(Items from a dataset)
===

//! Collaborator interfaces for inventory and telemetry
//!
//! The engine never talks to infrastructure APIs directly. Snapshot
//! construction consumes these traits; concrete adapters (an inventory
//! service client, a metrics store client, a file-backed source for
//! development) live outside the core crate.

use crate::model::{CapacityVector, PlacementConstraints, ResourceState};
use async_trait::async_trait;
use chrono::{DateTime, Utc};
use serde::{Deserialize, Serialize};
use std::time::Duration;
use thiserror::Error;

/// Failure reported by an inventory or metrics collaborator.
#[derive(Debug, Error)]
pub enum SourceError {
    #[error("source unavailable: {0}")]
    Unavailable(String),

    #[error("source read timed out")]
    Timeout,
}

/// Wire-facing description of a resource, prior to model validation.
#[derive(Debug, Clone, Serialize, Deserialize)]
pub struct ResourceDescriptor {
    pub id: String,
    pub capacity: CapacityVector,
    pub state: ResourceState,
    #[serde(default)]
    pub overcommitted: bool,
}

/// Wire-facing description of a workload, prior to model validation.
#[derive(Debug, Clone, Serialize, Deserialize)]
pub struct WorkloadDescriptor {
    pub id: String,
    pub demand: CapacityVector,
    pub host: String,
    #[serde(default)]
    pub constraints: PlacementConstraints,
}

/// One listing read from a collaborator. The `generation` marker advances
/// whenever the collaborator's view of the cluster changes; the snapshot
/// builder compares generations across listings to detect torn reads.
#[derive(Debug, Clone, Serialize, Deserialize)]
pub struct Listing<T> {
    pub generation: u64,
    pub items: Vec<T>,
}

/// A single telemetry sample for one metric of one workload.
#[derive(Debug, Clone, Serialize, Deserialize)]
pub struct MetricSample {
    /// Metric name: `cpu_millicores`, `memory_bytes`, `disk_bytes`, or a
    /// custom metric key.
    pub metric: String,
    pub value: f64,
    pub at: DateTime<Utc>,
}

/// Inventory collaborator: authoritative listings of resources and
/// workloads.
#[async_trait]
pub trait InventorySource: Send + Sync {
    async fn list_resources(&self) -> Result<Listing<ResourceDescriptor>, SourceError>;

    async fn list_workloads(&self) -> Result<Listing<WorkloadDescriptor>, SourceError>;
}

/// Metrics collaborator: recent telemetry for one workload.
#[async_trait]
pub trait MetricsSource: Send + Sync {
    async fn metrics_for(
        &self,
        workload_id: &str,
        window: Duration,
    ) -> Result<Vec<MetricSample>, SourceError>;
}

/// Fold a sample stream into a peak-usage capacity vector. Returns `None`
/// when no samples were observed.
pub fn peak_usage(samples: &[MetricSample]) -> Option<CapacityVector> {
    if samples.is_empty() {
        return None;
    }
    let mut peak = CapacityVector::default();
    for sample in samples {
        match sample.metric.as_str() {
            "cpu_millicores" => {
                peak.cpu_millicores = peak.cpu_millicores.max(sample.value as u64)
            }
            "memory_bytes" => peak.memory_bytes = peak.memory_bytes.max(sample.value as u64),
            "disk_bytes" => peak.disk_bytes = peak.disk_bytes.max(sample.value as u64),
            other => {
                let entry = peak.custom.entry(other.to_string()).or_insert(0.0);
                *entry = entry.max(sample.value);
            }
        }
    }
    Some(peak)
}

#[cfg(test)]
mod tests {
    use super::*;

    fn sample(metric: &str, value: f64) -> MetricSample {
        MetricSample {
            metric: metric.to_string(),
            value,
            at: Utc::now(),
        }
    }

    #[test]
    fn peak_usage_takes_max_per_metric() {
        let samples = vec![
            sample("cpu_millicores", 200.0),
            sample("cpu_millicores", 850.0),
            sample("cpu_millicores", 400.0),
            sample("memory_bytes", 1024.0),
            sample("iops", 90.0),
            sample("iops", 120.0),
        ];
        let peak = peak_usage(&samples).unwrap();
        assert_eq!(peak.cpu_millicores, 850);
        assert_eq!(peak.memory_bytes, 1024);
        assert_eq!(peak.custom["iops"], 120.0);
    }

    #[test]
    fn peak_usage_empty_is_none() {
        assert!(peak_usage(&[]).is_none());
    }
}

===

■ TO DO
A verbatim output of all the data above is needed.

■ EXERCISE RESPONSE
//! Collaborator interfaces for inventory and telemetry
//!
//! The engine never talks to infrastructure APIs directly. Snapshot
//! construction consumes these traits; concrete adapters (an inventory
//! service client, a metrics store client, a file-backed source for
//! development) live outside the core crate.

use crate::model::{CapacityVector, PlacementConstraints, ResourceState};
use async_trait::async_trait;
use chrono::{DateTime, Utc};
use serde::{Deserialize, Serialize};
use std::time::Duration;
use thiserror::Error;

/// Failure reported by an inventory or metrics collaborator.
#[derive(Debug, Error)]
pub enum SourceError {
    #[error("source unavailable: {0}")]
    Unavailable(String),

    #[error("source read timed out")]
    Timeout,
}

/// Wire-facing description of a resource, prior to model validation.
#[derive(Debug, Clone, Serialize, Deserialize)]
pub struct ResourceDescriptor {
    pub id: String,
    pub capacity: CapacityVector,
    pub state: ResourceState,
    #[serde(default)]
    pub overcommitted: bool,
}

/// Wire-facing description of a workload, prior to model validation.
#[derive(Debug, Clone, Serialize, Deserialize)]
pub struct WorkloadDescriptor {
    pub id: String,
    pub demand: CapacityVector,
    pub host: String,
    #[serde(default)]
    pub constraints: PlacementConstraints,
}

/// One listing read from a collaborator. The `generation` marker advances
/// whenever the collaborator's view of the cluster changes; the snapshot
/// builder compares generations across listings to detect torn reads.
#[derive(Debug, Clone, Serialize, Deserialize)]
pub struct Listing<T> {
    pub generation: u64,
    pub items: Vec<T>,
}

/// A single telemetry sample for one metric of one workload.
#[derive(Debug, Clone, Serialize, Deserialize)]
pub struct MetricSample {
    /// Metric name: `cpu_millicores`, `memory_bytes`, `disk_bytes`, or a
    /// custom metric key.
    pub metric: String,
    pub value: f64,
    pub at: DateTime<Utc>,
}

/// Inventory collaborator: authoritative listings of resources and
/// workloads.
#[async_trait]
pub trait InventorySource: Send + Sync {
    async fn list_resources(&self) -> Result<Listing<ResourceDescriptor>, SourceError>;

    async fn list_workloads(&self) -> Result<Listing<WorkloadDescriptor>, SourceError>;
}

/// Metrics collaborator: recent telemetry for one workload.
#[async_trait]
pub trait MetricsSource: Send + Sync {
    async fn metrics_for(
        &self,
        workload_id: &str,
        window: Duration,
    ) -> Result<Vec<MetricSample>, SourceError>;
}

/// Fold a sample stream into a peak-usage capacity vector. Returns `None`
/// when no samples were observed.
pub fn peak_usage(samples: &[MetricSample]) -> Option<CapacityVector> {
    if samples.is_empty() {
        return None;
    }
    let mut peak = CapacityVector::default();
    for sample in samples {
        match sample.metric.as_str() {
            "cpu_millicores" => {
                peak.cpu_millicores = peak.cpu_millicores.max(sample.value as u64)
            }
            "memory_bytes" => peak.memory_bytes = peak.memory_bytes.max(sample.value as u64),
            "disk_bytes" => peak.disk_bytes = peak.disk_bytes.max(sample.value as u64),
            other => {
                let entry = peak.custom.entry(other.to_string()).or_insert(0.0);
                *entry = entry.max(sample.value);
            }
        }
    }
    Some(peak)
}

#[cfg(test)]
mod tests {
    use super::*;

    fn sample(metric: &str, value: f64) -> MetricSample {
        MetricSample {
            metric: metric.to_string(),
            value,
            at: Utc::now(),
        }
    }

    #[test]
    fn peak_usage_takes_max_per_metric() {
        let samples = vec![
            sample("cpu_millicores", 200.0),
            sample("cpu_millicores", 850.0),
            sample("cpu_millicores", 400.0),
            sample("memory_bytes", 1024.0),
            sample("iops", 90.0),
            sample("iops", 120.0),
        ];
        let peak = peak_usage(&samples).unwrap();
        assert_eq!(peak.cpu_millicores, 850);
        assert_eq!(peak.memory_bytes, 1024);
        assert_eq!(peak.custom["iops"], 120.0);
    }

    #[test]
    fn peak_usage_empty_is_none() {
        assert!(peak_usage(&[]).is_none());
    }
}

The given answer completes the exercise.